= William McCary =

African-American man expelled from the LDS Church (fl.1811-1854)

Warner "William" McCary (c. 1811 – after 1854) was an African American convert to Mormonism who was excommunicated from the Church of Jesus Christ of Latter-day Saints (LDS Church) in 1847 for claiming to be a prophet. Some researchers have suggested that McCary's actions led to the Church's subsequent policy of not allowing people of black African descent to hold the priesthood or participate in temple ordinances.

==Background==
McCary was born as Warner McCary in Natchez, Mississippi, around 1810 or 1811 to an African American slave named Francis, or "Franky". Her master was a white carpenter from Pennsylvania named James McCary. She also had two older children, Kitty and Robert, who may have been James's biological children. Upon James McCary's death around 1813, his will emancipated Franky and the older children but declared Warner and his future offspring to "be held as slaves during all and each of their lives" in the service of his mother and siblings. In 1836, Warner escaped Natchez on a riverboat and went to New Orleans, where he worked at Leeds Foundry until 1840, as well as an occasional musician and cigar vendor. Around this time he married a white Mormon woman, Lucy Stanton Bassett, who claimed to be a Native American woman named Laah Ceil. She claimed her mother was Delaware Indian and father was Mohawk.

In his youth, McCary had begun using other names, including James Warner, William McCary, and Cary. He eventually adopted over a dozen aliases, many of which were Native American, including William Chubbee, William Chubbee King, Julius McCary, William McChubby, Okah Tubee, James Warner, and War'ne'wis Ke'ho'ke Chubbee.

Presenting himself as a Native American, McCary was helped in 1843 by local whites to get a permit as a free person of color in Mississippi. When he left in 1844, he toured various frontier and eastern cities as a musician and lecturer. During this time he briefly joined with Mormonism where he sparked racial controversy.

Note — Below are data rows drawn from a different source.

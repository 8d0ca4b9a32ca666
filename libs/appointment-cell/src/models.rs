// libs/appointment-cell/src/models.rs
use chrono::{DateTime, Duration, NaiveDate, NaiveDateTime, NaiveTime, Utc};
use rust_decimal::Decimal;
use serde::{Deserialize, Serialize};
use std::fmt;
use uuid::Uuid;

use shared_models::error::AppError;

use crate::services::conflict::overlaps;

// ==============================================================================
// CORE BOOKING MODELS
// ==============================================================================

#[derive(Debug, Clone, Serialize, Deserialize, PartialEq)]
pub struct Service {
    pub id: Uuid,
    pub business_id: Uuid,
    pub name: String,
    pub duration_minutes: i32,
    pub price: Decimal,
}

#[derive(Debug, Clone, Serialize, Deserialize, PartialEq)]
pub struct Professional {
    pub id: Uuid,
    pub business_id: Uuid,
    pub name: String,
}

#[derive(Debug, Clone, Serialize, Deserialize, PartialEq)]
pub struct Client {
    pub id: Uuid,
    pub business_id: Uuid,
    pub name: String,
    /// Digits only, country code included.
    pub phone: String,
}

#[derive(Debug, Clone, Serialize, Deserialize, PartialEq)]
pub struct Appointment {
    pub id: Uuid,
    pub business_id: Uuid,
    pub professional_id: Uuid,
    pub service_id: Uuid,
    pub client_id: Uuid,
    pub start_time: DateTime<Utc>,
    pub end_time: DateTime<Utc>,
    pub status: AppointmentStatus,
    #[serde(default)]
    pub notes: Option<String>,
    pub created_at: DateTime<Utc>,
}

impl Appointment {
    pub fn duration_minutes(&self) -> i64 {
        (self.end_time - self.start_time).num_minutes()
    }

    pub fn is_active(&self) -> bool {
        self.status.is_active()
    }
}

#[derive(Debug, Clone, Copy, Serialize, Deserialize, PartialEq, Eq)]
#[serde(rename_all = "snake_case")]
pub enum AppointmentStatus {
    Scheduled,
    Confirmed,
    Completed,
    Cancelled,
    NoShow,
}

impl AppointmentStatus {
    /// Only active appointments occupy the professional's time.
    pub fn is_active(&self) -> bool {
        matches!(self, AppointmentStatus::Scheduled | AppointmentStatus::Confirmed)
    }
}

impl fmt::Display for AppointmentStatus {
    fn fmt(&self, f: &mut fmt::Formatter<'_>) -> fmt::Result {
        match self {
            AppointmentStatus::Scheduled => write!(f, "scheduled"),
            AppointmentStatus::Confirmed => write!(f, "confirmed"),
            AppointmentStatus::Completed => write!(f, "completed"),
            AppointmentStatus::Cancelled => write!(f, "cancelled"),
            AppointmentStatus::NoShow => write!(f, "no_show"),
        }
    }
}

/// Working hours for one weekday. `day_of_week` is 0 = Sunday .. 6 = Saturday.
#[derive(Debug, Clone, Serialize, Deserialize, PartialEq)]
pub struct BusinessHours {
    pub business_id: Uuid,
    pub day_of_week: u8,
    pub is_open: bool,
    #[serde(with = "hhmm")]
    pub open_time: NaiveTime,
    #[serde(with = "hhmm")]
    pub close_time: NaiveTime,
}

/// Catalog entries the resolver can look up by name.
pub trait Named {
    fn id(&self) -> Uuid;
    fn name(&self) -> &str;
}

impl Named for Service {
    fn id(&self) -> Uuid {
        self.id
    }

    fn name(&self) -> &str {
        &self.name
    }
}

impl Named for Professional {
    fn id(&self) -> Uuid {
        self.id
    }

    fn name(&self) -> &str {
        &self.name
    }
}

#[derive(Debug, Clone, Copy, Serialize, Deserialize, PartialEq, Eq)]
#[serde(rename_all = "snake_case")]
pub enum EntityKind {
    Service,
    Professional,
    Appointment,
}

impl fmt::Display for EntityKind {
    fn fmt(&self, f: &mut fmt::Formatter<'_>) -> fmt::Result {
        match self {
            EntityKind::Service => write!(f, "Service"),
            EntityKind::Professional => write!(f, "Professional"),
            EntityKind::Appointment => write!(f, "Appointment"),
        }
    }
}

#[derive(Debug, Clone, Serialize, Deserialize, PartialEq)]
pub struct EntitySummary {
    pub id: Uuid,
    pub name: String,
}

impl EntitySummary {
    pub fn of<T: Named>(entity: &T) -> Self {
        Self {
            id: entity.id(),
            name: entity.name().to_string(),
        }
    }
}

// ==============================================================================
// TIME MODELS
// ==============================================================================

/// Half-open `[start, end)` interval on the business's local wall clock.
#[derive(Debug, Clone, Copy, PartialEq, Eq)]
pub struct TimeRange {
    pub start: NaiveDateTime,
    pub end: NaiveDateTime,
}

impl TimeRange {
    pub fn new(start: NaiveDateTime, end: NaiveDateTime) -> Self {
        Self { start, end }
    }

    /// `None` when the end falls outside chrono's representable range.
    pub fn starting_at(start: NaiveDateTime, minutes: i64) -> Option<Self> {
        let end = start.checked_add_signed(Duration::minutes(minutes))?;
        Some(Self { start, end })
    }

    pub fn overlaps(&self, other: &TimeRange) -> bool {
        overlaps(self.start, self.end, other.start, other.end)
    }
}

/// Open/close instants of a business day. Closed days still have limits;
/// callers check `BusinessCalendar::is_open` separately.
#[derive(Debug, Clone, Copy, PartialEq, Eq)]
pub struct DayLimits {
    pub open: NaiveDateTime,
    pub close: NaiveDateTime,
}

impl DayLimits {
    pub fn contains(&self, range: &TimeRange) -> bool {
        range.start >= self.open && range.end <= self.close
    }
}

/// `HH:MM` wire format for times of day. Accepts `HH:MM:SS` from Postgres `time` columns.
pub mod hhmm {
    use chrono::NaiveTime;
    use serde::{Deserialize, Deserializer, Serializer};

    pub fn format(time: &NaiveTime) -> String {
        time.format("%H:%M").to_string()
    }

    pub fn parse(raw: &str) -> Option<NaiveTime> {
        let raw = raw.trim();
        NaiveTime::parse_from_str(raw, "%H:%M")
            .or_else(|_| NaiveTime::parse_from_str(raw, "%H:%M:%S"))
            .ok()
    }

    pub fn serialize<S: Serializer>(time: &NaiveTime, serializer: S) -> Result<S::Ok, S::Error> {
        serializer.serialize_str(&format(time))
    }

    pub fn deserialize<'de, D: Deserializer<'de>>(deserializer: D) -> Result<NaiveTime, D::Error> {
        let raw = String::deserialize(deserializer)?;
        parse(&raw).ok_or_else(|| serde::de::Error::custom(format!("invalid time '{}', expected HH:MM", raw)))
    }

    pub mod option {
        use chrono::NaiveTime;
        use serde::{Deserialize, Deserializer, Serializer};

        pub fn serialize<S: Serializer>(time: &Option<NaiveTime>, serializer: S) -> Result<S::Ok, S::Error> {
            match time {
                Some(time) => serializer.serialize_str(&super::format(time)),
                None => serializer.serialize_none(),
            }
        }

        pub fn deserialize<'de, D: Deserializer<'de>>(deserializer: D) -> Result<Option<NaiveTime>, D::Error> {
            match Option::<String>::deserialize(deserializer)? {
                Some(raw) if raw.trim().is_empty() => Ok(None),
                Some(raw) => super::parse(&raw)
                    .map(Some)
                    .ok_or_else(|| serde::de::Error::custom(format!("invalid time '{}', expected HH:MM", raw))),
                None => Ok(None),
            }
        }
    }
}

// ==============================================================================
// SLOT / CALENDAR MODELS
// ==============================================================================

#[derive(Debug, Clone, Copy, Serialize, Deserialize, PartialEq, Eq)]
pub struct SlotCell {
    #[serde(with = "hhmm")]
    pub start: NaiveTime,
    pub available: bool,
}

#[derive(Debug, Clone, Serialize, Deserialize)]
pub struct AvailableSlots {
    pub date: NaiveDate,
    pub professional: EntitySummary,
    pub service: Option<EntitySummary>,
    pub is_open: bool,
    pub interval_minutes: u32,
    pub duration_minutes: i64,
    pub slots: Vec<String>,
}

/// Calendar-rendering view of one professional's day.
#[derive(Debug, Clone, Serialize, Deserialize)]
pub struct DaySchedule {
    pub date: NaiveDate,
    pub professional: EntitySummary,
    pub is_open: bool,
    #[serde(with = "hhmm")]
    pub open: NaiveTime,
    #[serde(with = "hhmm")]
    pub close: NaiveTime,
    pub cell_minutes: u32,
    pub cells: Vec<SlotCell>,
    /// Starts whose every covered cell is free, present when a service was given.
    pub bookable_starts: Option<Vec<String>>,
}

#[derive(Debug, Clone, Serialize, Deserialize, PartialEq)]
pub struct DaySummary {
    pub date: NaiveDate,
    pub weekday: String,
    pub is_open: bool,
    #[serde(with = "hhmm")]
    pub open: NaiveTime,
    #[serde(with = "hhmm")]
    pub close: NaiveTime,
}

// ==============================================================================
// RESOLUTION MODELS
// ==============================================================================

/// Which tier of the name lookup produced the answer.
#[derive(Debug, Clone, PartialEq)]
pub enum Resolution<T> {
    /// Input was a canonical id and the record exists.
    Canonical(T),
    ExactMatch(T),
    /// Alphabetically-first substring match, plus up to five candidates.
    SubstringMatch { primary: T, candidates: Vec<T> },
    NoMatch { suggestions: Vec<T> },
}

impl<T> Resolution<T> {
    pub fn matched(&self) -> Option<&T> {
        match self {
            Resolution::Canonical(found) | Resolution::ExactMatch(found) => Some(found),
            Resolution::SubstringMatch { primary, .. } => Some(primary),
            Resolution::NoMatch { .. } => None,
        }
    }
}

#[derive(Debug, Clone, Serialize, Deserialize, PartialEq)]
pub struct ResolutionResult<T> {
    pub found: bool,
    #[serde(rename = "match")]
    pub matched: Option<T>,
    pub suggestions: Vec<T>,
}

impl<T> From<Resolution<T>> for ResolutionResult<T> {
    fn from(resolution: Resolution<T>) -> Self {
        match resolution {
            Resolution::Canonical(found) | Resolution::ExactMatch(found) => Self {
                found: true,
                matched: Some(found),
                suggestions: Vec::new(),
            },
            Resolution::SubstringMatch { primary, candidates } => Self {
                found: true,
                matched: Some(primary),
                suggestions: candidates,
            },
            Resolution::NoMatch { suggestions } => Self {
                found: false,
                matched: None,
                suggestions,
            },
        }
    }
}

// ==============================================================================
// VALIDATION MODELS
// ==============================================================================

#[derive(Debug, Clone, Copy, Serialize, Deserialize, PartialEq, Eq)]
#[serde(rename_all = "snake_case")]
pub enum CheckOutcome {
    Valid,
    Invalid,
    NotChecked,
}

impl CheckOutcome {
    pub fn is_valid(&self) -> bool {
        matches!(self, CheckOutcome::Valid)
    }
}

#[derive(Debug, Clone, Copy, Serialize, Deserialize, PartialEq, Eq)]
pub struct ValidationChecks {
    pub service: CheckOutcome,
    pub professional: CheckOutcome,
    pub availability: CheckOutcome,
}

impl ValidationChecks {
    /// Valid only when every check ran and passed.
    pub fn all_valid(&self) -> bool {
        self.service.is_valid() && self.professional.is_valid() && self.availability.is_valid()
    }
}

#[derive(Debug, Clone, Default, Serialize, Deserialize)]
pub struct ValidationRequest {
    #[serde(default)]
    pub service: String,
    pub professional: Option<String>,
    pub date: Option<NaiveDate>,
    #[serde(default, with = "hhmm::option")]
    pub time: Option<NaiveTime>,
}

#[derive(Debug, Clone, Serialize, Deserialize)]
pub struct ValidationResult {
    pub valid: bool,
    pub service_valid: bool,
    pub professional_valid: bool,
    pub availability_valid: bool,
    pub checks: ValidationChecks,
    pub service: Option<EntitySummary>,
    pub professional: Option<EntitySummary>,
    pub date: NaiveDate,
    pub time: Option<String>,
    pub service_suggestions: Vec<String>,
    pub professional_suggestions: Vec<String>,
    pub available_slots: Vec<String>,
    pub message: String,
}

// ==============================================================================
// BOOKING MODELS
// ==============================================================================

#[derive(Debug, Clone, Default, Serialize, Deserialize)]
pub struct CreateAppointmentRequest {
    #[serde(default)]
    pub service: String,
    #[serde(default)]
    pub professional: String,
    pub date: Option<NaiveDate>,
    #[serde(default, with = "hhmm::option")]
    pub time: Option<NaiveTime>,
    #[serde(default)]
    pub client_name: String,
    #[serde(default)]
    pub client_phone: String,
    pub notes: Option<String>,
}

#[derive(Debug, Clone, Default, Serialize, Deserialize)]
pub struct RescheduleAppointmentRequest {
    pub date: Option<NaiveDate>,
    #[serde(default, with = "hhmm::option")]
    pub time: Option<NaiveTime>,
}

#[derive(Debug, Clone, Serialize, Deserialize)]
pub struct BookingReceipt {
    pub appointment: Appointment,
    pub service: Service,
    pub professional: Professional,
    pub client: Client,
}

// ==============================================================================
// ERROR TYPES
// ==============================================================================

#[derive(Debug, Clone, PartialEq, thiserror::Error)]
pub enum BookingError {
    #[error("Missing required field: {0}")]
    MissingField(&'static str),

    #[error("{entity} '{reference}' was not found{}", format_suggestions(.suggestions))]
    NotFound {
        entity: EntityKind,
        reference: String,
        suggestions: Vec<String>,
    },

    #[error("The time {requested} is not available{}", format_alternatives(.available_slots))]
    SlotUnavailable {
        requested: String,
        available_slots: Vec<String>,
    },

    #[error("Invalid input: {0}")]
    InvalidInput(String),

    #[error("Internal error: {0}")]
    Internal(String),
}

fn format_suggestions(suggestions: &[String]) -> String {
    if suggestions.is_empty() {
        String::new()
    } else {
        format!(". Did you mean: {}?", suggestions.join(", "))
    }
}

fn format_alternatives(slots: &[String]) -> String {
    if slots.is_empty() {
        ". There are no other available times on this date".to_string()
    } else {
        format!(". Available times: {}", slots.join(", "))
    }
}

impl From<BookingError> for AppError {
    fn from(err: BookingError) -> Self {
        match err {
            BookingError::MissingField(_) | BookingError::InvalidInput(_) => AppError::BadRequest(err.to_string()),
            BookingError::NotFound { .. } => AppError::NotFound(err.to_string()),
            BookingError::SlotUnavailable { .. } => AppError::Conflict(err.to_string()),
            BookingError::Internal(msg) => AppError::Internal(msg),
        }
    }
}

==Conversion to Mormonism==
McCary arrived in Nauvoo, Illinois, in late 1845. He claimed he was a half-African American and half-Native American named Okah Tubbee and the "lost" son of Choctaw chief Mushulatubbee. McCary was also known as a skilled ventriloquist and musician. In Council Bluffs, Iowa, in February 1846, he was baptized into the Church of Jesus Christ of Latter-day Saints by apostle Orson Hyde, and he was probably ordained to the Melchizedek priesthood. Around this time, McCary also married Lucy Celesta Stanton, a white daughter of Daniel Stanton, a former high councilor and stake president. In the winter of 1846–1847, McCary joined the Latter Day Saints in Winter Quarters, Nebraska.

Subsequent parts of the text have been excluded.